Let $A$ be an algebra over an algebraically closed field $k$. If $A$ is commutative and finitely generated over $k$, then any simple $A$-module has the form $M = A/\mathfrak{m}$, the residue field, for a maximal ideal $\mathfrak{m} \subseteq A$, and the commutative deformation functor $\newcommand{\defm}[1]{\mathsf{Def}_{#1}}\defm M$ has formal moduli $\hat{A}_{\mathfrak m}$. In the general case, we may replace the $A$-module $A/\mathfrak m$ with the simple $A$-module $M$, and use the formal moduli of the commutative deformation functor $\newcommand{\defm}[1]{\mathsf{Def}_{#1}}\defm M$ as a replacement for the complete local ring $\hat{A}_{\mathfrak m}$. We recall the construction of the commutative scheme $\mathop{\rm simp}(A)$, with points in bijective correspondence with the simple $A$-modules of finite dimension over $k$, and with complete local ring at a point $M$ isomorphic to the formal moduli of the corresponding simple module $M$.

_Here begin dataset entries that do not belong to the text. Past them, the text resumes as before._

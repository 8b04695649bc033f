//! End-user profile view.

use chrono::{DateTime, Utc};
use serde::Serialize;

use super::document::Document;

/// A registered end user of the skincare app (`users/{id}`).
///
/// Built leniently from a [`Document`]: missing or mistyped fields become
/// empty strings or `None` rather than errors, because user documents are
/// written by several clients with slightly different shapes.
#[derive(Debug, Clone, PartialEq, Eq, Serialize)]
#[serde(rename_all = "camelCase")]
pub struct User {
    pub id: String,
    pub display_name: String,
    pub email: String,
    pub created_at: Option<DateTime<Utc>>,
    pub last_login_at: Option<DateTime<Utc>>,
    pub last_updated_at: Option<DateTime<Utc>>,
    #[serde(rename = "photoURL")]
    pub photo_url: String,
    pub provider: String,
    pub latest_analysis_id: Option<String>,
    pub latest_analysis_date: Option<DateTime<Utc>>,
}

impl User {
    /// Build a user view from a raw document.
    #[must_use]
    pub fn from_document(doc: &Document) -> Self {
        Self {
            id: doc.id.clone(),
            display_name: doc.string_or_default("displayName"),
            email: doc.string_or_default("email"),
            created_at: doc.timestamp_field("createdAt"),
            last_login_at: doc.timestamp_field("lastLoginAt"),
            last_updated_at: doc.timestamp_field("lastUpdatedAt"),
            photo_url: doc.string_or_default("photoURL"),
            provider: doc.string_or_default("provider"),
            latest_analysis_id: doc
                .str_field("latestAnalysisId")
                .filter(|id| !id.is_empty())
                .map(str::to_owned),
            latest_analysis_date: doc.timestamp_field("latestAnalysisDate"),
        }
    }

    /// Display name, falling back to a placeholder for anonymous accounts.
    #[must_use]
    pub fn name_or_placeholder(&self) -> &str {
        if self.display_name.is_empty() {
            "Unknown User"
        } else {
            &self.display_name
        }
    }
}

#[cfg(test)]
mod tests {
    use super::*;
    use crate::{FieldValue, Fields};
    use chrono::TimeZone;

    #[test]
    fn test_from_document_mixed_timestamp_encodings() {
        let created = Utc.with_ymd_and_hms(2024, 3, 1, 9, 0, 0).single();
        let mut fields = Fields::new();
        fields.insert("displayName".into(), FieldValue::from("Aiko"));
        fields.insert(
            "createdAt".into(),
            FieldValue::Timestamp(created.unwrap_or_default()),
        );
        fields.insert(
            "lastLoginAt".into(),
            FieldValue::from("2024-03-02T10:00:00Z"),
        );
        fields.insert("latestAnalysisId".into(), FieldValue::from(""));

        let user = User::from_document(&Document::new("u1", fields));
        assert_eq!(user.display_name, "Aiko");
        assert_eq!(user.created_at, created);
        assert!(user.last_login_at.is_some());
        assert_eq!(user.latest_analysis_id, None);
        assert_eq!(user.email, "");
    }

    #[test]
    fn test_name_placeholder() {
        let user = User::from_document(&Document::new("u2", Fields::new()));
        assert_eq!(user.name_or_placeholder(), "Unknown User");
    }
}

The scheme $\mathop{\rm simp}(A)$ has good properties, in particular when there are no infinitesimal relations between different points, i.e. when $\mathop{\rm Ext}^1_A(M,M') = 0$ for all pairs of non-isomorphic simple $A$-modules $M,M'$. It does not, however, characterize $A$. We use noncommutative deformation theory to define localizations, in general.We consider the quantum plane, given by $A = k\langle x,y \rangle /(xy-qyx)$, as an example. This is an Artin-Schelter algebra of dimension two.